In a Place Called Home we reflected on how interior design can be used to express individual personality. After creating a series of still images we wanted to develop a film piece that would continue to explore how the same space could feel totally different from one design to another. Finding the right way to do this could allow clients to show multipurpose spaces or multiple interior design options in an engaging way. It would create room for individuality and draw people in without becoming overly complex or tricky to follow: more natural in effect, so as not to draw attention away from the designs themselves.

Since we'd spent so much time and effort on the finer detail of the designs we wanted to retain the realistic nature of the work. This got us thinking around how we could physically transform a space from one design specification to another without completely sacrificing all sense of reality. Therefore a chair flipping or melting, or moving of its own free will felt wrong here. It became an exploration into making the 'how' not so entirely implausible that the piece became unrealistic.

Having established what we wanted from the film, the idea was born to use light as a form of transformation. Everyone accepts that light changes everything it touches; at the flick of a switch a cold, evening room can be transformed into a warm, inviting space. So why not push that further? By using something people see as an everyday occurrence, something expected, we could in theory mask something completely unexpected.

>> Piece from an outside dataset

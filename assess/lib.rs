#![deny(dead_code)]
#![deny(unused_imports)]

pub mod guidelines;

pub use guidelines::{Assessment, RiskLevel, assess};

When faced with a dark room, turning on a lamp would be perfectly normal. The fact that the furniture might also change with the light becomes a secondary event. We explored this idea in the film, using the change in light to switch out furniture and textures in a manner that doesn't feel like an unnatural event.

When it came to production we toyed with the idea of rendering out seperate scenes and compositing everything towards the end to achieve the lighting effects . This would make it more flexible for timing changes, etc, down the line. In the end we instead opted to animate it all in scene so that we could layer up the light changing effects nicely, and again stay true to that sense of "tangible reality".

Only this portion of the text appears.